Clarification: This is not a forecast model. I simply want to see if there is a statistical trend.
Somebody please help! I would very much appreciate any assistance here
Hi all,
I have "panel data" (kind of) by country for "publication share," ie the percentage of total global publications contributed by a specific country in a specific time period.
The data is sorted in 15 consecutive 5-year periods (1988-1992, 1989-1993, 1990-1994....2002-2006, 2003-2007) by country. So, for example, I have a data points that note that the USA contributed 54% of all total publications from 1988-1992, Slovenia contributed 1% of all publications from 1990-1994, and the UK contributed 23% of all publications from 1989-1993.
The question I would like to examine is: Has the share of total publications for Country X increased over the 20 year period? I would like to examine this for all countries (ie. Has the USA's share of total publications increased from 1988 to 2007?)

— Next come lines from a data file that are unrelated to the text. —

#[cfg(test)]
mod tests {
    use super::*;

    #[test]
    fn test_relative_and_absolute_indices() {
        let mut s = ScriptState::new();
        s.push_integer(1);
        s.push_integer(2);
        s.push_integer(3);
        assert_eq!(s.top(), 3);
        assert_eq!(s.to_integer(1), Some(1));
        assert_eq!(s.to_integer(-1), Some(3));
        assert_eq!(s.abs_index(-2), 2);
        assert_eq!(s.type_at(4), ScriptType::None);
        s.set_top(-2);
        assert_eq!(s.top(), 2);
    }

    #[test]
    fn test_insert_remove_replace() {
        let mut s = ScriptState::new();
        s.push_string("a");
        s.push_string("b");
        s.push_string("c");
        s.insert(1);
        assert_eq!(s.to_str(1).as_deref(), Some("c"));
        s.remove(1);
        assert_eq!(s.to_str(1).as_deref(), Some("a"));
        s.push_string("z");
        s.replace(1);
        assert_eq!(s.to_str(1).as_deref(), Some("z"));
        assert_eq!(s.top(), 2);
    }

    #[test]
    fn test_call_sees_arguments_from_one() {
        let mut s = ScriptState::new();
        s.push_fn(|s| {
            let a = s.to_integer(1).unwrap_or(0);
            let b = s.to_integer(2).unwrap_or(0);
            s.push_integer(a + b);
            Ok(1)
        });
        s.push_integer(2);
        s.push_integer(3);
        s.call(2, Some(1)).unwrap();
        assert_eq!(s.top(), 1);
        assert_eq!(s.to_integer(-1), Some(5));
    }

    #[test]
    fn test_pcall_restores_stack_and_pushes_error() {
        let mut s = ScriptState::new();
        s.push_string("sentinel");
        s.push_fn(|s| {
            s.push_integer(99);
            s.push_string("boom");
            Err(s.error())
        });
        s.push_integer(1);
        let err = s.pcall(1, Some(1), 0).unwrap_err();
        assert_eq!(err.to_string(), "boom");
        assert_eq!(s.top(), 2);
        assert_eq!(s.to_str(-1).as_deref(), Some("boom"));
        assert_eq!(s.to_str(1).as_deref(), Some("sentinel"));
    }

    #[test]
    fn test_where_reports_chunk_location() {
        let mut s = ScriptState::new();
        let native = FunctionRef::new(|s| {
            let loc = s.where_(1);
            s.push_string(&loc);
            Ok(1)
        });
        let chunk = FunctionRef::chunk("main.lua", move |s| {
            s.set_line(7)?;
            s.push_function(native.clone());
            s.call(0, Some(1))?;
            Ok(1)
        });
        s.push_function(chunk);
        s.call(0, Some(1)).unwrap();
        assert_eq!(s.to_str(-1).as_deref(), Some("main.lua:7: "));
    }

    #[test]
    fn test_index_metamethod_function_and_table() {
        let mut s = ScriptState::new();
        let fallback = TableRef::new();
        fallback.raw_set(Value::from("x"), Value::Integer(10));
        let mt = TableRef::new();
        mt.raw_set(Value::from("__index"), Value::Table(fallback));
        let t = s.new_table();
        t.set_metatable(Some(mt));
        assert_eq!(s.get_field(-1, "x").unwrap(), ScriptType::Number);
        assert_eq!(s.to_integer(-1), Some(10));
        s.pop(1);
        assert_eq!(s.get_field(-1, "y").unwrap(), ScriptType::Nil);
    }

    #[test]
    fn test_call_metamethod() {
        let mut s = ScriptState::new();
        let mt = TableRef::new();
        mt.raw_set(
            Value::from("__call"),
            Value::Function(FunctionRef::new(|s| {
                let n = s.to_integer(2).unwrap_or(0);
                s.push_integer(n * 2);
                Ok(1)
            })),
        );
        let t = s.new_table();
        t.set_metatable(Some(mt));
        s.push_integer(21);
        s.call(1, Some(1)).unwrap();
        assert_eq!(s.to_integer(-1), Some(42));
    }

    #[test]
    fn test_registry_pins_values() {
        let mut s = ScriptState::new();
        s.push_string("pinned");
        let key = s.reference();
        assert_eq!(s.top(), 0);
        s.push_reference(key);
        assert_eq!(s.to_str(-1).as_deref(), Some("pinned"));
        s.release_reference(key);
        s.release_reference(key);
        assert_eq!(s.reference_count(), 0);
    }

    #[test]
    fn test_gc_runs_finalizer_for_dropped_userdata() {
        use std::cell::Cell;
        let mut s = ScriptState::new();
        let hits = Rc::new(Cell::new(0));
        let seen = hits.clone();
        let mt = TableRef::new();
        mt.raw_set(
            Value::from("__gc"),
            Value::Function(FunctionRef::new(move |s| {
                if s.userdata_payload::<u32>(1) == Some(7) {
                    seen.set(seen.get() + 1);
                }
                Ok(0)
            })),
        );
        let ud = s.new_userdata(7u32);
        ud.set_metatable(Some(mt));
        drop(ud);
        s.pop(1);
        assert_eq!(s.pending_finalizers(), 1);
        let stats = s.collect_garbage();
        assert_eq!(stats.finalized, 1);
        assert_eq!(hits.get(), 1);
        assert_eq!(s.pending_finalizers(), 0);
    }

    #[test]
    fn test_xmove_between_threads() {
        let mut s = ScriptState::new();
        let mut co = s.new_thread();
        s.push_integer(5);
        s.xmove(&mut co, 1).unwrap();
        assert_eq!(co.to_integer(-1), Some(5));
        assert_eq!(s.top(), 1);
        let mut other = ScriptState::new();
        assert!(co.xmove(&mut other, 1).is_err());
    }

    #[test]
    fn test_integer_arith_and_float_division() {
        let mut s = ScriptState::new();
        s.push_integer(7);
        s.push_integer(2);
        s.arith(ArithOp::Div).unwrap();
        assert_eq!(s.to_number(-1), Some(3.5));
        s.push_integer(-7);
        s.push_integer(3);
        s.arith(ArithOp::Mod).unwrap();
        assert_eq!(s.to_integer(-1), Some(2));
    }

    #[test]
    fn test_stack_overflow_is_caught_by_pcall() {
        let mut s = ScriptState::new();
        let f: Rc<RefCell<Option<FunctionRef>>> = Rc::new(RefCell::new(None));
        let inner = f.clone();
        let rec = FunctionRef::new(move |s| {
            let me = inner.borrow().clone();
            if let Some(me) = me {
                s.push_function(me);
                s.call(0, Some(0))?;
            }
            Ok(0)
        });
        *f.borrow_mut() = Some(rec.clone());
        s.push_function(rec);
        let err = s.pcall(0, Some(0), 0).unwrap_err();
        assert!(matches!(err, ScriptError::StackOverflow));
        assert_eq!(s.to_str(-1).as_deref(), Some("stack overflow"));
        *f.borrow_mut() = None;
    }

    #[test]
    fn test_line_hook_receives_lines() {
        use std::cell::Cell;
        let mut s = ScriptState::new();
        let last = Rc::new(Cell::new(0u32));
        let sink = last.clone();
        s.set_hook(
            Some(Rc::new(move |_s: &mut ScriptState, ev| {
                if let HookEvent::Line(l) = ev {
                    sink.set(l);
                }
                Ok(())
            })),
            HookMask::LINE,
        );
        s.push_function(FunctionRef::chunk("t.lua", |s| {
            s.set_line(3)?;
            Ok(0)
        }));
        s.call(0, Some(0)).unwrap();
        assert_eq!(last.get(), 3);
    }
}
//! Type catalog
//!
//! Maps full type names to types and keeps the extension methods scripts
//! can call as if they were instance members.

use std::sync::Arc;

use dashmap::DashMap;
use parking_lot::RwLock;

use crate::error::{HostError, HostResult};
use crate::members::MethodInfo;
use crate::types::{HostType, TypeRef};

/// Registry of host types and extension methods
#[derive(Default)]
pub struct TypeCatalog {
    types: DashMap<String, TypeRef>,
    extensions: RwLock<Vec<Arc<MethodInfo>>>,
}

impl TypeCatalog {
    /// Create an empty catalog
    pub fn new() -> Self {
        Self::default()
    }

    /// Register a type (and its nested types) under their full names
    pub fn register(&self, ty: &TypeRef) {
        self.types.insert(ty.full_name().to_string(), ty.clone());
        for nested in &ty.members().nested {
            self.types.insert(
                format!("{}+{}", ty.full_name(), nested.name()),
                nested.clone(),
            );
        }
    }

    /// Look a type up by full name
    pub fn get(&self, full_name: &str) -> Option<TypeRef> {
        self.types.get(full_name).map(|t| t.clone())
    }

    /// Number of registered types
    pub fn len(&self) -> usize {
        self.types.len()
    }

    /// True when no type is registered
    pub fn is_empty(&self) -> bool {
        self.types.is_empty()
    }

    /// Register a static method whose first parameter is the receiver
    pub fn add_extension(&self, method: MethodInfo) -> HostResult<()> {
        if !method.is_static || method.params.is_empty() {
            return Err(HostError::ArgumentError(format!(
                "extension method {} must be static with a receiver parameter",
                method.name
            )));
        }
        self.extensions.write().push(Arc::new(method));
        Ok(())
    }

    /// Number of extension methods registered so far; only grows
    pub fn extension_count(&self) -> usize {
        self.extensions.read().len()
    }

    /// Extension methods named `name` whose receiver accepts `ty`
    pub fn extensions_for(&self, ty: &HostType, name: &str) -> Vec<Arc<MethodInfo>> {
        self.extensions
            .read()
            .iter()
            .filter(|m| m.exposed_name() == name)
            .filter(|m| {
                m.params
                    .first()
                    .map(|p| p.ty.is_assignable_from(ty))
                    .unwrap_or(false)
            })
            .cloned()
            .collect()
    }
}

How can I approach this question statistically? Is it acceptable to simply perform a univariate linear regression between publication share and year for each country, then examine the t-statistic for the coefficient? Or is serial correlation a big problem with this approach (or does it not apply at all)?
Please let me know if there's anything I can clarify. Thank you very much
Clarification: This is not a forecast model. I simply want to see if there is a statistical trend.
Somebody please help! I would very much appreciate any assistance here
are the publications you're referring to an actual count of publications, or are there just percentages listed?
The data is currently organized by % over five year periods
However it is possible to retrieve the actual counts as well
Next question: Your question addresses the change over 20 years. however, you have 5 year intervals of data (fifteen of them). which 20 years are you referring to?
1988 to 2007
the five year intervals are overlapping, as i described in my original post
Is there a way to obtain or calculate out individual year publications and percentages?
yes, it is possible
is it necessary?
I tried to be as clear as possible in the original post but it appears I did not clarify enough....
Ok. Here are my thoughts.
If you can get individual year # of publications and percentages, then that would be easier to work with. Keeping the 5 year intervals causes overlapping observations, which makes modeling more difficult.
My understanding is that you're only interested in determining if the percentage of the total articles over time changes. This holds a lot of assumptions (ones that might not stand up to criticism). I'd think about modeling the actual number of publications rather than the percentages.
Simple linear regression sounds like it would work well for your case. Whether or not you choose to model counts instead of percentages should guide you in how you model it.
Before modeling, you should plot (i.e. graph) your data and look at it. That will also help guide you in how you should model.
Hope that helps.
|
|